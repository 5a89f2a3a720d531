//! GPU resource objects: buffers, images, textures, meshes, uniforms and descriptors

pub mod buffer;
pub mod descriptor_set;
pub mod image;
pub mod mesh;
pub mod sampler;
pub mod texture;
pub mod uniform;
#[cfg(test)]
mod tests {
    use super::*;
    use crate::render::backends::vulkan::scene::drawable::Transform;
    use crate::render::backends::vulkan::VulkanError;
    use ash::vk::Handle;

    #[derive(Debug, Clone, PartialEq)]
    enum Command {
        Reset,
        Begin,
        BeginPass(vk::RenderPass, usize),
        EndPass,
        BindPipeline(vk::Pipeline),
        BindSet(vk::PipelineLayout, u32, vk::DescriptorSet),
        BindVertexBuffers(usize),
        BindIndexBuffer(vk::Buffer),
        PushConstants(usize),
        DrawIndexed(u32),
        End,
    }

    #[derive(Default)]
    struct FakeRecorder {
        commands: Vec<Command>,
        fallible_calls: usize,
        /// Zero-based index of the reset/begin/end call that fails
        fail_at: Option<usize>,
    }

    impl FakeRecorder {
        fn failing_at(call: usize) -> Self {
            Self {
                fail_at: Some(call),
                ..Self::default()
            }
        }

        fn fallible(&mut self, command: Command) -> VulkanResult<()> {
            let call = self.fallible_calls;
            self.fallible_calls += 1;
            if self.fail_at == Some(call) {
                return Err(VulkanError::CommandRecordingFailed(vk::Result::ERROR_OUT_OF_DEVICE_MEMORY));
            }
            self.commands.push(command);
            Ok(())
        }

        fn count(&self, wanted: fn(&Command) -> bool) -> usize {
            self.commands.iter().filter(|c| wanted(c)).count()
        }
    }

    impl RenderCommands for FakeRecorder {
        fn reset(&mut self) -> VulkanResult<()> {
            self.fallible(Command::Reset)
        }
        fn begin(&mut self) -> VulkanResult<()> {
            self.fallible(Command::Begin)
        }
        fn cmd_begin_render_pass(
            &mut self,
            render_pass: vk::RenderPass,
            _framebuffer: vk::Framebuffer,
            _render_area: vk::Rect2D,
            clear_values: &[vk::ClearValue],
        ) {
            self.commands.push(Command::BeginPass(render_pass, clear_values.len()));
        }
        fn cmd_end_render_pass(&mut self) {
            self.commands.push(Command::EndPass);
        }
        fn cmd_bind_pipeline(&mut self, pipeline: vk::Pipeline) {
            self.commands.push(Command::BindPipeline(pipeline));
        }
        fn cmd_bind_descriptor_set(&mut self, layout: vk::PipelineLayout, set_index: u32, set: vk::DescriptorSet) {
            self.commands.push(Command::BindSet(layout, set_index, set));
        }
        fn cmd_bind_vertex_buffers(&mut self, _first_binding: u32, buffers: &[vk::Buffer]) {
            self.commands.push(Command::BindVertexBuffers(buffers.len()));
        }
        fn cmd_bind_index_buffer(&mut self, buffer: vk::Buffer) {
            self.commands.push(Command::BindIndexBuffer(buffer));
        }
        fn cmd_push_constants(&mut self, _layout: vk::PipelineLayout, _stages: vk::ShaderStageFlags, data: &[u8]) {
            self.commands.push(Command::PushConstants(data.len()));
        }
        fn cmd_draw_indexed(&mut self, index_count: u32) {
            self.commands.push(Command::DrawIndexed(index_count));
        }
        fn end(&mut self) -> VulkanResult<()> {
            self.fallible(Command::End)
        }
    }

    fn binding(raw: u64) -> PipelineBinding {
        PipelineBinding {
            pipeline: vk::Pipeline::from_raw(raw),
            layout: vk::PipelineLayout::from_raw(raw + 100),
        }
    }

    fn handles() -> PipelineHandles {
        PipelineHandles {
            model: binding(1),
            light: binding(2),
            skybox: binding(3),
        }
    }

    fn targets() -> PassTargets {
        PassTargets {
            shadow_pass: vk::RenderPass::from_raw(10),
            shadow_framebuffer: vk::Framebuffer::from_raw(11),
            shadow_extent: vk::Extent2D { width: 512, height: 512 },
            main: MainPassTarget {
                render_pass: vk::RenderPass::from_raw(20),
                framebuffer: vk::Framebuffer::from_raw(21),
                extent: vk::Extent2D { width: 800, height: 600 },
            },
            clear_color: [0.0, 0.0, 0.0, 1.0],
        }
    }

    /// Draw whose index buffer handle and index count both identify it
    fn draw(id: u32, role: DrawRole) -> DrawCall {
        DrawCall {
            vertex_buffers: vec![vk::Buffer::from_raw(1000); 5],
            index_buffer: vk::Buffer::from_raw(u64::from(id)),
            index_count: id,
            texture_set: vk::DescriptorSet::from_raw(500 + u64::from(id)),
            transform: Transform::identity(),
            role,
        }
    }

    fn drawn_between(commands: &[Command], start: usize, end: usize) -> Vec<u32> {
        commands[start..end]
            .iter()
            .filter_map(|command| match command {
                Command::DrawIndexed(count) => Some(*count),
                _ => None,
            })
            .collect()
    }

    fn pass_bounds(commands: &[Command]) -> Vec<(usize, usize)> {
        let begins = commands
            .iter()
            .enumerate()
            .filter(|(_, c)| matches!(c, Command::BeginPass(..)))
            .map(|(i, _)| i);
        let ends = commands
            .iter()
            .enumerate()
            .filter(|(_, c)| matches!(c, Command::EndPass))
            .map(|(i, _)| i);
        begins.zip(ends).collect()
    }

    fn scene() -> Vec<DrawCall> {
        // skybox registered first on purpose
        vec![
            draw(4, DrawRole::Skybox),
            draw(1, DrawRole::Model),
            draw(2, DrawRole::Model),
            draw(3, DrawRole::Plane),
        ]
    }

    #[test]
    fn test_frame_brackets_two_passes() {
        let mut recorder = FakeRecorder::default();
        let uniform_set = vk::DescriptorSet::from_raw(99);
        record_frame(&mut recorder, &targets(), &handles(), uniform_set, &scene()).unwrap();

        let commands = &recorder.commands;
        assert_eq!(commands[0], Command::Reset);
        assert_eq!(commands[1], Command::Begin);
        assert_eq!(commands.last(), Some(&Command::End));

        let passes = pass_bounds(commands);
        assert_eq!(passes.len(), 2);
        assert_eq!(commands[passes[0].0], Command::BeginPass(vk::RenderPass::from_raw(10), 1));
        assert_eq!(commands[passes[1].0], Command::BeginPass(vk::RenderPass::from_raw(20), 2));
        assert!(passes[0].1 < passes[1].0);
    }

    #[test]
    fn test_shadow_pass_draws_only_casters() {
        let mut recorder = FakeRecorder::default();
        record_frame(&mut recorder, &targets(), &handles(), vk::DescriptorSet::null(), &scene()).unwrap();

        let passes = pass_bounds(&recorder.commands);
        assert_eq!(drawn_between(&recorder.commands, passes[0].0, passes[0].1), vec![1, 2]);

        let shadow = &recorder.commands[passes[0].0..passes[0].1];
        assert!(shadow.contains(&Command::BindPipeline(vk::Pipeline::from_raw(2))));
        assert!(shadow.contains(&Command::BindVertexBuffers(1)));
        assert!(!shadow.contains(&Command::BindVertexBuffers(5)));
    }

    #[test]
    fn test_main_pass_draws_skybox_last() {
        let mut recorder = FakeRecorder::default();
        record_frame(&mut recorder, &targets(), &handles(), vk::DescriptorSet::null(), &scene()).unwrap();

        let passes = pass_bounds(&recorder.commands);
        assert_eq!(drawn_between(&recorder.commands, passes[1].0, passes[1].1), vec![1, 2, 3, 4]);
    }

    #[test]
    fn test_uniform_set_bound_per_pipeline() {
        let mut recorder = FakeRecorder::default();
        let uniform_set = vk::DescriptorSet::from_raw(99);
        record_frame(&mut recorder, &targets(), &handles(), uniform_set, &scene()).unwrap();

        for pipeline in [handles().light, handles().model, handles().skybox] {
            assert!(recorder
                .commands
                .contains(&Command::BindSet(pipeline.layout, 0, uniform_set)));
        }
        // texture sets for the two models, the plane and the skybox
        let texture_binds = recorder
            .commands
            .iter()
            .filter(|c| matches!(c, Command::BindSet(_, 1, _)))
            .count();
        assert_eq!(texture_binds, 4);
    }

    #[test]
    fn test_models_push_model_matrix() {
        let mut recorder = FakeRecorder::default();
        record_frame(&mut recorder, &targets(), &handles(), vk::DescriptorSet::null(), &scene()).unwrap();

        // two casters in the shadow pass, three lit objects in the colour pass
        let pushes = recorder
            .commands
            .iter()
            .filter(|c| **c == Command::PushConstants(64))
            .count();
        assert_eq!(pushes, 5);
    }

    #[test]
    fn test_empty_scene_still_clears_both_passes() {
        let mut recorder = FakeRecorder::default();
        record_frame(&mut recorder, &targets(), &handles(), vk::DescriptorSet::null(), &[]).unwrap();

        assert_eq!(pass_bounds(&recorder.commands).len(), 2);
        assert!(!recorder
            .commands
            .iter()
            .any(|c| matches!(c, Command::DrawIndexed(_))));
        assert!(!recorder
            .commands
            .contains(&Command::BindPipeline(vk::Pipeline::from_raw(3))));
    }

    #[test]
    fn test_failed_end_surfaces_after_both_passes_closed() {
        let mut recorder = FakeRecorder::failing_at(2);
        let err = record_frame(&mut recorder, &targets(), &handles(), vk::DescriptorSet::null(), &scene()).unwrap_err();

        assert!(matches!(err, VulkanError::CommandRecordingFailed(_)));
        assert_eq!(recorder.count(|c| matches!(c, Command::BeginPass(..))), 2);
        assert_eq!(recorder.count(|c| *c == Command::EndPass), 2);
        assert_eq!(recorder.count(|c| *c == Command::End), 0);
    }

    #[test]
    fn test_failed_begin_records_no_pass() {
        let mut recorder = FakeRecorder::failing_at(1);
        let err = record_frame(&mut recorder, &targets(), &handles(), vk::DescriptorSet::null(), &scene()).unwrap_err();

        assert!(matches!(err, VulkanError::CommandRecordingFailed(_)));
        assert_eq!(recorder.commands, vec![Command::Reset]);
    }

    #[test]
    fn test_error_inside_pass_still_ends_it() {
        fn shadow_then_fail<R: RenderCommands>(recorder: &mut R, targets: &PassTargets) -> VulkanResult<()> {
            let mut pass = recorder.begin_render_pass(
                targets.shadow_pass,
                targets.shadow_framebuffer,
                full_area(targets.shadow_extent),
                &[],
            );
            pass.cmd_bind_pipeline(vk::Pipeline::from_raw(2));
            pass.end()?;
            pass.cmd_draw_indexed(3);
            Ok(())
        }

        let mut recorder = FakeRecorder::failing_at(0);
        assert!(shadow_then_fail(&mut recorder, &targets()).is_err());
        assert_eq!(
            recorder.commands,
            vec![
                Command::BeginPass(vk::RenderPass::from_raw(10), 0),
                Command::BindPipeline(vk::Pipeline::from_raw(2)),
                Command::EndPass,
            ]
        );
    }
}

**Assigned task:** Pull out all lines of the data with the string "usize".

**Solution:**
        BeginPass(vk::RenderPass, usize),
        BindVertexBuffers(usize),
        PushConstants(usize),
        fallible_calls: usize,
        fail_at: Option<usize>,
        fn failing_at(call: usize) -> Self {
        fn count(&self, wanted: fn(&Command) -> bool) -> usize {
    fn drawn_between(commands: &[Command], start: usize, end: usize) -> Vec<u32> {
    fn pass_bounds(commands: &[Command]) -> Vec<(usize, usize)> {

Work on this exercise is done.